An Irish university has unveiled plans to build a multi-million-euro world- class research centre to develop cutting-edge technology for training 21st-century medics.

UCC tech centre for medics to be first in Europe

The four-storey 2,200 square metre centre, which is being developed by University College Cork (UCC), is modelled on similar centres at Stanford University and MIT in the US, but will be the only one of its kind in Europe.

“The intent is that the outputs of this centre will benefit patients locally and nationally through enhanced training of health professionals,” said Professor George Shorten, dean of the UCC School of Medicine.

“But it will also place UCC and its partners at the forefront of technology-enhanced learning in Europe by 2016.”

The centre has been earmarked for a site on the university’s Brookfield Health Sciences Complex on College Rd.

It is hoped that planning will be lodged before the end of this year, and that building work will take about two years.

Several world-renowned academics have been interviewed to head up the centre.

And once appointed, the successful candidate will become the first professor of technology enhanced learning (TEL) for health in Ireland or Britain.

The ASSERT (application of science to simulation, education and research on training) for Health centre will unite over 60 researchers working as part of UCC’s TEL for Health research group.
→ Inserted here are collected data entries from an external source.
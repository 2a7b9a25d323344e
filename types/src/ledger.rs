//! The ledger capability: fee collection, deposit escrow and payouts.
//!
//! The engine never moves money implicitly. Every transfer is an explicit call
//! on a [`Ledger`] keyed by an [`EscrowRef`], so the payment backend can be
//! swapped without touching governance logic.

use crate::address::Address;
use crate::amount::Amount;
use serde::{Deserialize, Serialize};
use std::fmt;
use thiserror::Error;

/// Identifies the governance event a ledger movement belongs to.
#[derive(Clone, Debug, PartialEq, Eq, Hash, Serialize, Deserialize)]
pub enum EscrowRef {
    /// Application fee for the `sequence`-th submission of `subject`.
    ApplicationFee { subject: Address, sequence: u32 },
    /// One stake top-up of a voter in a round. `top_up` counts the voter's
    /// calls within that round, starting at 0.
    Stake {
        subject: Address,
        voter: Address,
        round: u32,
        top_up: u32,
    },
    /// Settlement of a voter's whole deposit in a round.
    Settlement {
        subject: Address,
        voter: Address,
        round: u32,
    },
}

impl fmt::Display for EscrowRef {
    fn fmt(&self, f: &mut fmt::Formatter<'_>) -> fmt::Result {
        match self {
            Self::ApplicationFee { subject, sequence } => write!(f, "fee:{subject}#{sequence}"),
            Self::Stake {
                subject,
                voter,
                round,
                top_up,
            } => write!(f, "stake:{subject}/{round}/{voter}/{top_up}"),
            Self::Settlement {
                subject,
                voter,
                round,
            } => write!(f, "settle:{subject}/{round}/{voter}"),
        }
    }
}

#[derive(Debug, Error)]
pub enum LedgerError {
    #[error("insufficient funds: need {needed}, have {available}")]
    InsufficientFunds { needed: Amount, available: Amount },

    #[error("ledger rejected transfer {reference}: {reason}")]
    Rejected { reference: String, reason: String },

    #[error("ledger unavailable: {0}")]
    Unavailable(String),
}

/// Payment backend consumed by the engine.
///
/// `release` and `forfeit` must be idempotent per `reference`: a repeated
/// call with a reference the ledger has already executed succeeds without
/// moving funds again. Settlement relies on this to stay exactly-once across
/// crashes.
pub trait Ledger: Send + Sync {
    /// Take a non-refundable fee from `payer` into the treasury.
    fn collect_fee(
        &self,
        payer: &Address,
        amount: Amount,
        reference: &EscrowRef,
    ) -> Result<(), LedgerError>;

    /// Move `amount` from `from` into escrow.
    fn hold(&self, from: &Address, amount: Amount, reference: &EscrowRef)
        -> Result<(), LedgerError>;

    /// Pay `amount` out of escrow to `to`.
    fn release(&self, to: &Address, amount: Amount, reference: &EscrowRef)
        -> Result<(), LedgerError>;

    /// Move `amount` out of escrow into the treasury.
    fn forfeit(&self, amount: Amount, reference: &EscrowRef) -> Result<(), LedgerError>;

    /// Undo one `collect_fee` or `hold` made under `reference`, paying the
    /// debited amount back to `to`.
    ///
    /// Called when the commit the debit paid for failed. A retried operation
    /// debits the same reference again, so reversals are counted per debit,
    /// not per reference: each debit is reversed at most once, and a reversal
    /// with no unreversed debit left succeeds without moving funds.
    fn reverse(&self, to: &Address, amount: Amount, reference: &EscrowRef)
        -> Result<(), LedgerError>;
}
The TEL researchers, drawn from medical, technology and engineering disciplines, are working to develop simulation, mobile and e-learning applications for undergraduate and postgraduate healthcare education.

As well as improving the training of medical professionals, the projects will ultimately improve patient safety in the “real world”.

But academics overseeing the ASSERT centre are also in talks with up to 12 industry partners in the hope that the research projects can be commercialised, and rolled out nationally and internationally.

The SmartNeedle is among several exciting research projects under way.

Dr Eric Moore and Walter Messina from the Tyndall Institute, and Brian O’Donnell from Cork University Hospital are developing a needle integrated with a sensor that can detect nerves, allowing surgeons to better guide needles and improve the delivery of anaesthetics.

TEL has brought medical and engineering students together to solve real clinical problems in areas such as radiology, surgery, anaesthesia and orthopaedics.

TEL is also using medical “reality gaming” to place junior doctors in a virtual hospital to deal with situations they will face in real-life, and a smart-phone app that helps medical students and doctors improve the quality and content of hospital discharge letters.